## TASK
Track down every line below that holds "static" and copy it.

[Saved entries]
----------------------------------------

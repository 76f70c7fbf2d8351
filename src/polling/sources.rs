//! What each polled view fetches

use crate::gateway::error::GatewayError;
use crate::gateway::{CampaignGateway, fetch_all_campaign_data, fetch_campaign_data};
use crate::models::CampaignData;
use std::sync::Arc;

/// A loader the polling controller calls once per refresh.
#[async_trait::async_trait]
pub trait ViewSource: Send + Sync + 'static {
    type Output: Send + Sync + 'static;

    /// Short name used in activity log messages.
    fn label(&self) -> String;

    async fn load(&self) -> Result<Self::Output, GatewayError>;
}

/// Every campaign with its details, for the campaign list view.
pub struct CampaignListSource {
    gateway: Arc<dyn CampaignGateway>,
}

impl CampaignListSource {
    pub fn new(gateway: Arc<dyn CampaignGateway>) -> Self {
        Self { gateway }
    }
}

#[async_trait::async_trait]
impl ViewSource for CampaignListSource {
    type Output = Vec<CampaignData>;

    fn label(&self) -> String {
        "Campaigns".to_string()
    }

    async fn load(&self) -> Result<Self::Output, GatewayError> {
        fetch_all_campaign_data(self.gateway.as_ref()).await
    }
}

/// One campaign composite, for the campaign dashboard view.
///
/// Without an id the first campaign in the analytics list is shown.
pub struct CampaignDashboardSource {
    gateway: Arc<dyn CampaignGateway>,
    campaign_id: Option<String>,
}

impl CampaignDashboardSource {
    pub fn new(gateway: Arc<dyn CampaignGateway>, campaign_id: Option<String>) -> Self {
        Self {
            gateway,
            campaign_id,
        }
    }
}

#[async_trait::async_trait]
impl ViewSource for CampaignDashboardSource {
    type Output = CampaignData;

    fn label(&self) -> String {
        match &self.campaign_id {
            Some(id) => format!("Campaign {}", short_id(id)),
            None => "Campaign".to_string(),
        }
    }

    async fn load(&self) -> Result<Self::Output, GatewayError> {
        fetch_campaign_data(self.gateway.as_ref(), self.campaign_id.as_deref()).await
    }
}

/// First eight characters of an id, for labels.
pub fn short_id(id: &str) -> &str {
    match id.char_indices().nth(8) {
        Some((end, _)) => &id[..end],
        None => id,
    }
}

#[cfg(test)]
mod tests {
    use super::*;
    use crate::gateway::MockCampaignGateway;
    use crate::models::CampaignAnalytics;

    #[test]
    fn short_id_truncates_long_ids_only() {
        assert_eq!(short_id("ce377a89-a781-474f"), "ce377a89");
        assert_eq!(short_id("abc"), "abc");
    }

    #[tokio::test]
    async fn dashboard_source_requests_its_campaign() {
        let mut gateway = MockCampaignGateway::new();
        gateway.expect_fetch_analytics().returning(|| {
            Ok(vec![CampaignAnalytics {
                campaign_id: "ce377a89-a781".into(),
                ..Default::default()
            }])
        });
        gateway
            .expect_fetch_details()
            .returning(|_| Ok(Default::default()));

        let source = CampaignDashboardSource::new(Arc::new(gateway), Some("ce377a89-a781".into()));
        assert_eq!(source.label(), "Campaign ce377a89");
        let data = source.load().await.unwrap();
        assert_eq!(data.campaign_id(), "ce377a89-a781");
    }
}
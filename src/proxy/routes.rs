use crate::proxy::config::ProxyConfig;
use crate::proxy::error::ProxyError;
use axum::{
    Json,
    extract::{Path, RawQuery, State},
    http::Method,
};
use chrono::{SecondsFormat, Utc};
use reqwest::header::CONTENT_TYPE;
use serde_json::{Value, json};
use std::sync::Arc;
use tracing::{debug, error, info};

#[derive(Clone)]
pub struct ProxyState {
    pub client: reqwest::Client,
    pub config: Arc<ProxyConfig>,
}

impl ProxyState {
    pub fn new(config: ProxyConfig) -> Result<Self, ProxyError> {
        let client = reqwest::Client::builder()
            .timeout(crate::consts::cli_consts::network::request_timeout())
            .build()
            .map_err(|e| ProxyError::Config {
                key: "http client",
                message: e.to_string(),
            })?;
        Ok(Self {
            client,
            config: Arc::new(config),
        })
    }

    /// GET `{upstream}/{path}` with the credential attached.
    async fn forward(
        &self,
        resource: &'static str,
        path: &str,
        query: Option<&str>,
    ) -> Result<Value, ProxyError> {
        let mut url = format!("{}/{}", self.config.upstream_url.trim_end_matches('/'), path);
        if let Some(query) = query.filter(|q| !q.is_empty()) {
            url.push('?');
            url.push_str(query);
        }
        debug!(%url, has_api_key = self.config.has_api_key(), "Forwarding request");

        let mut request = self.client.get(&url).header(CONTENT_TYPE, "application/json");
        if let Some(key) = &self.config.api_key {
            request = request.bearer_auth(key);
        }

        let upstream_error = |details: String| {
            error!(resource, %details, "Upstream request failed");
            ProxyError::Upstream { resource, details }
        };

        let response = request
            .send()
            .await
            .map_err(|e| upstream_error(e.to_string()))?;
        let status = response.status();
        if !status.is_success() {
            return Err(upstream_error(format!(
                "Instantly API responded with status: {}",
                status.as_u16()
            )));
        }
        response
            .json::<Value>()
            .await
            .map_err(|e| upstream_error(e.to_string()))
    }
}

pub async fn analytics_handler(
    State(state): State<ProxyState>,
    RawQuery(query): RawQuery,
) -> Result<Json<Value>, ProxyError> {
    info!(query = query.as_deref().unwrap_or(""), "Campaign analytics request");
    let body = state
        .forward("campaign analytics", "campaigns/analytics", query.as_deref())
        .await?;
    Ok(Json(body))
}

pub async fn campaign_handler(
    State(state): State<ProxyState>,
    method: Method,
    Path(id): Path<String>,
) -> Result<Json<Value>, ProxyError> {
    if method != Method::GET {
        return Err(ProxyError::MethodNotAllowed);
    }
    let id = id.trim();
    if id.is_empty() {
        return Err(ProxyError::MissingCampaignId);
    }
    info!(campaign_id = id, "Campaign details request");

    let path = format!("campaigns/{}", urlencoding::encode(id));
    let body = state.forward("campaign details", &path, None).await?;
    Ok(Json(body))
}

/// `/api/instantly/campaigns/` with nothing after the slash.
pub async fn missing_campaign_handler(method: Method) -> ProxyError {
    if method != Method::GET {
        return ProxyError::MethodNotAllowed;
    }
    ProxyError::MissingCampaignId
}

pub async fn test_handler(State(state): State<ProxyState>) -> Json<Value> {
    Json(json!({
        "message": "API is working!",
        "timestamp": Utc::now().to_rfc3339_opts(SecondsFormat::Millis, true),
        "environment": state.config.environment.to_string(),
        "hasApiKey": state.config.has_api_key(),
    }))
}
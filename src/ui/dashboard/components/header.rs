//! Dashboard header component
//!
//! Renders the title and the refresh countdown gauge

use super::super::state::{DashboardState, ViewState};
use super::super::utils::{accent_color, status_color};
use crate::polling::sources::short_id;
use crate::polling::{PollSnapshot, PollState, Visibility};
use crate::view::{LOADING_TEXT, header_title, status_text};

use chrono::Local;
use ratatui::Frame;
use ratatui::layout::{Alignment, Constraint, Direction, Layout, Rect};
use ratatui::prelude::{Color, Modifier, Style};
use ratatui::text::{Line, Span};
use ratatui::widgets::{Block, BorderType, Borders, Gauge, Paragraph};

/// Render header with title and refresh progress.
pub fn render_header(f: &mut Frame, area: Rect, state: &DashboardState) {
    let header_chunks = Layout::default()
        .direction(Direction::Vertical)
        .constraints([Constraint::Length(2), Constraint::Length(2)])
        .split(area);

    let title_color = state.accent_kind().map_or(Color::Cyan, accent_color);
    let version = env!("CARGO_PKG_VERSION");
    let title = match &state.view {
        ViewState::Home { .. } => Line::from(format!("PROSPECTING HUB v{}", version)),
        ViewState::Campaigns { .. } => Line::from("EMAIL CAMPAIGNS"),
        ViewState::CampaignDashboard { poll, campaign_id } => {
            let snapshot = poll.snapshot();
            let data = snapshot.data.as_deref();
            let status_style = match data {
                Some(data) => Style::default().fg(status_color(data.status())),
                None => Style::default().fg(Color::DarkGray),
            };
            let mut spans = vec![
                Span::raw(header_title(data).to_uppercase()),
                Span::raw("  "),
                Span::styled(format!("[{}]", status_text(data)), status_style),
            ];
            if let Some(id) = campaign_id {
                spans.push(Span::styled(
                    format!("  {}", short_id(id)),
                    Style::default().fg(Color::DarkGray),
                ));
            }
            Line::from(spans)
        }
        ViewState::Linkedin => Line::from("LINKEDIN CAMPAIGNS"),
    };

    let title = Paragraph::new(title)
        .alignment(Alignment::Center)
        .style(
            Style::default()
                .fg(title_color)
                .add_modifier(Modifier::BOLD),
        )
        .block(
            Block::default()
                .borders(Borders::BOTTOM)
                .border_type(BorderType::Thick),
        );
    f.render_widget(title, header_chunks[0]);

    let (progress_text, gauge_color, progress_percent) = match &state.view {
        ViewState::Campaigns { poll, .. } => refresh_gauge(&poll.snapshot(), state),
        ViewState::CampaignDashboard { poll, .. } => refresh_gauge(&poll.snapshot(), state),
        ViewState::Home { .. } => (
            format!(
                "Choose a channel to open - {} mode - up {}",
                state.environment,
                format_uptime(state.start_time.elapsed().as_secs())
            ),
            Color::LightBlue,
            100,
        ),
        ViewState::Linkedin => ("No live data yet".to_string(), Color::DarkGray, 0),
    };

    let gauge = Gauge::default()
        .block(
            Block::default()
                .borders(Borders::BOTTOM)
                .border_style(Style::default().fg(Color::DarkGray)),
        )
        .gauge_style(
            Style::default()
                .fg(gauge_color)
                .add_modifier(Modifier::BOLD),
        )
        .percent(progress_percent)
        .label(progress_text);

    f.render_widget(gauge, header_chunks[1]);
}

fn format_uptime(secs: u64) -> String {
    if secs >= 3600 {
        format!("{}h {:02}m", secs / 3600, (secs % 3600) / 60)
    } else {
        format!("{}m {:02}s", secs / 60, secs % 60)
    }
}

/// Label, colour and fill of the gauge for a polled view.
fn refresh_gauge<T>(snapshot: &PollSnapshot<T>, state: &DashboardState) -> (String, Color, u16) {
    if state.visibility == Visibility::Hidden {
        return (
            "PAUSED - terminal unfocused".to_string(),
            Color::DarkGray,
            0,
        );
    }

    let interval_secs = state.poll_interval.as_secs().max(1);
    let elapsed_secs = snapshot
        .last_success
        .map(|at| (Local::now() - at).num_seconds().max(0) as u64)
        .unwrap_or(0);
    let remaining_secs = interval_secs.saturating_sub(elapsed_secs % interval_secs);
    let progress = ((elapsed_secs % interval_secs) * 100 / interval_secs) as u16;

    match snapshot.state {
        PollState::Idle | PollState::Fetching if snapshot.is_loading() => {
            // Animated loading gauge - loops every 20 ticks
            let progress = ((state.tick % 20) as f64 / 20.0 * 100.0) as u16;
            (LOADING_TEXT.to_uppercase(), Color::LightBlue, progress)
        }
        PollState::Idle | PollState::Fetching => {
            ("REFRESHING...".to_string(), Color::LightBlue, 100)
        }
        PollState::Loaded => (
            format!("UP TO DATE - next refresh in {}s", remaining_secs),
            Color::LightGreen,
            progress.min(100),
        ),
        PollState::Errored => (failure_label(snapshot), Color::LightRed, 100),
    }
}

fn failure_label<T>(snapshot: &PollSnapshot<T>) -> String {
    format!(
        "REFRESH FAILED ({} in a row, fetch #{}) - retrying on the next tick",
        snapshot.consecutive_failures, snapshot.attempts
    )
}

#[cfg(test)]
mod tests {
    use super::*;

    #[test]
    fn uptime_switches_to_hours() {
        assert_eq!(format_uptime(65), "1m 05s");
        assert_eq!(format_uptime(3_720), "1h 02m");
    }

    #[test]
    fn failure_label_counts_fetches() {
        let snapshot: PollSnapshot<()> = PollSnapshot {
            state: PollState::Errored,
            data: None,
            error: Some("HTTP 503".into()),
            attempts: 4,
            consecutive_failures: 3,
            last_success: None,
        };
        assert_eq!(
            failure_label(&snapshot),
            "REFRESH FAILED (3 in a row, fetch #4) - retrying on the next tick"
        );
    }
}
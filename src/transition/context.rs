use super::{MotionProfile, TransitionEvent, TransitionKind, TransitionState};
use std::sync::{Arc, Mutex, MutexGuard};
use tokio::sync::mpsc;
use tokio::time::sleep;

#[derive(Debug, Default)]
struct Inner {
    state: TransitionState,
    /// Bumped by every accepted `begin`; timers carry the value they started with.
    generation: u64,
    /// From `begin` until the overlay clears.
    active: bool,
}

/// Shared handle to the single transition slot.
///
/// Clones refer to the same slot. Phase timers run as spawned tasks, so the
/// methods must be called from inside a tokio runtime.
#[derive(Debug, Clone)]
pub struct TransitionContext {
    inner: Arc<Mutex<Inner>>,
    motion: MotionProfile,
    events: mpsc::Sender<TransitionEvent>,
}

impl TransitionContext {
    pub fn new(motion: MotionProfile, events: mpsc::Sender<TransitionEvent>) -> Self {
        Self {
            inner: Arc::new(Mutex::new(Inner::default())),
            motion,
            events,
        }
    }

    pub fn motion(&self) -> MotionProfile {
        self.motion
    }

    fn lock(&self) -> MutexGuard<'_, Inner> {
        // A panic while holding the lock cannot leave `Inner` half-written.
        self.inner.lock().unwrap_or_else(|poisoned| poisoned.into_inner())
    }

    /// Start a transition. Ignored (returns false) while another one is active.
    pub fn begin(&self, kind: TransitionKind) -> bool {
        let generation = {
            let mut inner = self.lock();
            if inner.active {
                log::debug!("Ignoring {} transition: one is already running", kind);
                return false;
            }
            inner.active = true;
            inner.generation += 1;
            inner.generation
        };
        log::debug!("Starting {} transition", kind);

        let context = self.clone();
        tokio::spawn(async move { context.run_begin(kind, generation).await });
        true
    }

    async fn run_begin(self, kind: TransitionKind, generation: u64) {
        self.send(TransitionEvent::ExitStarted(kind)).await;

        sleep(self.motion.overlay_delay).await;
        let state = {
            let mut inner = self.lock();
            if !inner.active || inner.generation != generation {
                return;
            }
            inner.state = TransitionState::active(kind);
            inner.state.clone()
        };
        self.send(TransitionEvent::OverlayPublished(state)).await;

        sleep(
            self.motion
                .navigate_delay
                .saturating_sub(self.motion.overlay_delay),
        )
        .await;
        if self.lock().generation != generation {
            return;
        }
        self.send(TransitionEvent::Navigate(kind.route())).await;
    }

    /// Called by the destination once it has mounted. Clears the overlay
    /// after the grace delay unless a newer transition has started by then.
    pub fn complete(&self) {
        let generation = {
            let inner = self.lock();
            if !inner.active {
                return;
            }
            inner.generation
        };

        let context = self.clone();
        tokio::spawn(async move {
            context.send(TransitionEvent::CompleteRequested).await;
            sleep(context.motion.grace_delay).await;
            let cleared = {
                let mut inner = context.lock();
                if !inner.active || inner.generation != generation {
                    None
                } else {
                    inner.active = false;
                    std::mem::take(&mut inner.state).transition_type
                }
            };
            if let Some(kind) = cleared {
                log::debug!("{} transition finished", kind);
                context.send(TransitionEvent::OverlayCleared(kind)).await;
            }
        });
    }

    /// Wait the entry delay, then [`complete`](Self::complete).
    pub fn complete_after_entry(&self) {
        let context = self.clone();
        tokio::spawn(async move {
            sleep(context.motion.entry_delay).await;
            context.complete();
        });
    }

    pub fn state(&self) -> TransitionState {
        self.lock().state.clone()
    }

    pub fn is_transitioning(&self) -> bool {
        self.lock().active
    }

    async fn send(&self, event: TransitionEvent) {
        // The receiver is gone once the UI exits; nothing left to notify.
        let _ = self.events.send(event).await;
    }
}

#[cfg(test)]
mod tests {
    use super::*;
    use crate::route::Route;
    use std::time::Duration;
    use tokio::time::Instant;

    /// Run one transition to completion, acting as the destination view:
    /// on `Navigate` it calls `complete_after_entry`.
    async fn run_to_clear(
        context: &TransitionContext,
        events: &mut mpsc::Receiver<TransitionEvent>,
        kind: TransitionKind,
    ) -> Vec<(u128, TransitionEvent)> {
        let start = Instant::now();
        assert!(context.begin(kind));
        let mut seen = Vec::new();
        while let Some(event) = events.recv().await {
            if let TransitionEvent::Navigate(_) = &event {
                context.complete_after_entry();
            }
            let done = matches!(event, TransitionEvent::OverlayCleared(_));
            seen.push((start.elapsed().as_millis(), event));
            if done {
                break;
            }
        }
        seen
    }

    fn position(seen: &[(u128, TransitionEvent)], pred: impl Fn(&TransitionEvent) -> bool) -> usize {
        seen.iter()
            .position(|(_, e)| pred(e))
            .expect("event missing")
    }

    fn assert_ordered(seen: &[(u128, TransitionEvent)]) {
        let exit = position(seen, |e| matches!(e, TransitionEvent::ExitStarted(_)));
        let overlay = position(seen, |e| matches!(e, TransitionEvent::OverlayPublished(_)));
        let navigate = position(seen, |e| matches!(e, TransitionEvent::Navigate(_)));
        let clear = position(seen, |e| matches!(e, TransitionEvent::OverlayCleared(_)));
        assert!(exit < overlay && overlay < navigate && navigate < clear);
    }

    #[tokio::test(start_paused = true)]
    async fn email_transition_follows_standard_timeline() {
        let (tx, mut rx) = mpsc::channel(16);
        let context = TransitionContext::new(MotionProfile::standard(), tx);

        let seen = run_to_clear(&context, &mut rx, TransitionKind::Email).await;
        assert_ordered(&seen);

        let times: Vec<u128> = seen.iter().map(|(t, _)| *t).collect();
        assert_eq!(times, [0, 100, 350, 650, 1450]);
        assert_eq!(seen[2].1, TransitionEvent::Navigate(Route::EmailCampaigns));
        match &seen[1].1 {
            TransitionEvent::OverlayPublished(state) => {
                assert_eq!(state.source_asset, Some("sunset_email.png"))
            }
            other => panic!("unexpected event {:?}", other),
        }
        assert!(!context.is_transitioning());
        assert_eq!(context.state(), TransitionState::default());
    }

    #[tokio::test(start_paused = true)]
    async fn linkedin_transition_is_ordered_with_reduced_motion() {
        let (tx, mut rx) = mpsc::channel(16);
        let context = TransitionContext::new(MotionProfile::reduced(), tx);

        let seen = run_to_clear(&context, &mut rx, TransitionKind::Linkedin).await;
        assert_ordered(&seen);
        assert!(seen.iter().all(|(t, _)| *t == 0));
        assert!(seen.contains(&(0, TransitionEvent::Navigate(Route::LinkedinDashboard))));
        assert_eq!(
            seen.last().map(|(_, e)| e.clone()),
            Some(TransitionEvent::OverlayCleared(TransitionKind::Linkedin))
        );
    }

    #[tokio::test(start_paused = true)]
    async fn begin_is_ignored_while_a_transition_runs() {
        let (tx, mut rx) = mpsc::channel(16);
        let context = TransitionContext::new(MotionProfile::standard(), tx);

        assert!(context.begin(TransitionKind::Email));
        assert!(!context.begin(TransitionKind::Linkedin));
        sleep(Duration::from_millis(400)).await;
        assert_eq!(
            context.state().transition_type,
            Some(TransitionKind::Email)
        );
        assert!(!context.clone().begin(TransitionKind::Linkedin));

        context.complete();
        sleep(Duration::from_millis(801)).await;
        assert!(!context.is_transitioning());

        let mut kinds = Vec::new();
        while let Ok(event) = rx.try_recv() {
            if let TransitionEvent::ExitStarted(kind) = event {
                kinds.push(kind);
            }
        }
        assert_eq!(kinds, [TransitionKind::Email]);
    }

    #[tokio::test(start_paused = true)]
    async fn stale_clear_leaves_a_newer_transition_alone() {
        let (tx, _rx) = mpsc::channel(64);
        let context = TransitionContext::new(MotionProfile::standard(), tx);

        assert!(context.begin(TransitionKind::Email));
        sleep(Duration::from_millis(400)).await;
        context.complete(); // clears at 1200
        sleep(Duration::from_millis(300)).await;
        context.complete(); // would clear at 1500

        sleep(Duration::from_millis(550)).await; // t = 1250
        assert!(!context.is_transitioning());

        assert!(context.begin(TransitionKind::Linkedin));
        sleep(Duration::from_millis(400)).await; // t = 1650, past the stale clear
        assert!(context.is_transitioning());
        assert_eq!(
            context.state().transition_type,
            Some(TransitionKind::Linkedin)
        );
    }

    #[tokio::test]
    async fn complete_without_a_transition_is_a_no_op() {
        let (tx, mut rx) = mpsc::channel(4);
        let context = TransitionContext::new(MotionProfile::reduced(), tx);
        context.complete();
        tokio::task::yield_now().await;
        assert!(rx.try_recv().is_err());
    }
}
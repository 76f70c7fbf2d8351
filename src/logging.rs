//! Log thresholds and console output.
//!
//! The activity log panel filters poller events against the `RUST_LOG`
//! threshold. `watch` and `serve` print through a tracing subscriber instead.

pub use crate::error_classifier::LogLevel;
use std::env;
use tracing_subscriber::{EnvFilter, fmt};

impl From<log::Level> for LogLevel {
    fn from(level: log::Level) -> Self {
        match level {
            log::Level::Trace => LogLevel::Trace,
            log::Level::Debug => LogLevel::Debug,
            log::Level::Info => LogLevel::Info,
            log::Level::Warn => LogLevel::Warn,
            log::Level::Error => LogLevel::Error,
        }
    }
}

/// Threshold from a `RUST_LOG` value.
///
/// Only the first directive counts, and a `target=level` directive contributes
/// its level. Anything unparseable means `Info`.
pub fn threshold_from_directives(directives: &str) -> LogLevel {
    directives
        .split(',')
        .next()
        .and_then(|first| first.rsplit('=').next())
        .and_then(|level| level.trim().parse::<log::Level>().ok())
        .map_or(LogLevel::Info, LogLevel::from)
}

pub fn should_log_with_env(event_level: LogLevel) -> bool {
    let threshold = env::var("RUST_LOG")
        .map(|value| threshold_from_directives(&value))
        .unwrap_or(LogLevel::Info);
    event_level >= threshold
}

/// Installs a stdout subscriber for the non-interactive modes.
///
/// The TUI never calls this: its output goes to the activity log panel.
pub fn init_console_logging() {
    let filter = EnvFilter::try_from_default_env().unwrap_or_else(|_| EnvFilter::new("info"));
    // A second init (tests, repeated commands) is harmless.
    let _ = fmt().with_env_filter(filter).try_init();
}

#[cfg(test)]
mod tests {
    use super::*;

    #[test]
    fn bare_levels() {
        assert_eq!(threshold_from_directives("trace"), LogLevel::Trace);
        assert_eq!(threshold_from_directives("WARN"), LogLevel::Warn);
        assert_eq!(threshold_from_directives("error"), LogLevel::Error);
    }

    #[test]
    fn first_targeted_directive_wins() {
        assert_eq!(
            threshold_from_directives("prospecting_hub=debug,hyper=warn"),
            LogLevel::Debug
        );
    }

    #[test]
    fn garbage_falls_back_to_info() {
        assert_eq!(threshold_from_directives(""), LogLevel::Info);
        assert_eq!(threshold_from_directives("loud"), LogLevel::Info);
    }
}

----------------------------------------

## SOLUTION FOR THIS PROBLEM
pub trait ViewSource: Send + Sync + 'static {
    type Output: Send + Sync + 'static;
        resource: &'static str,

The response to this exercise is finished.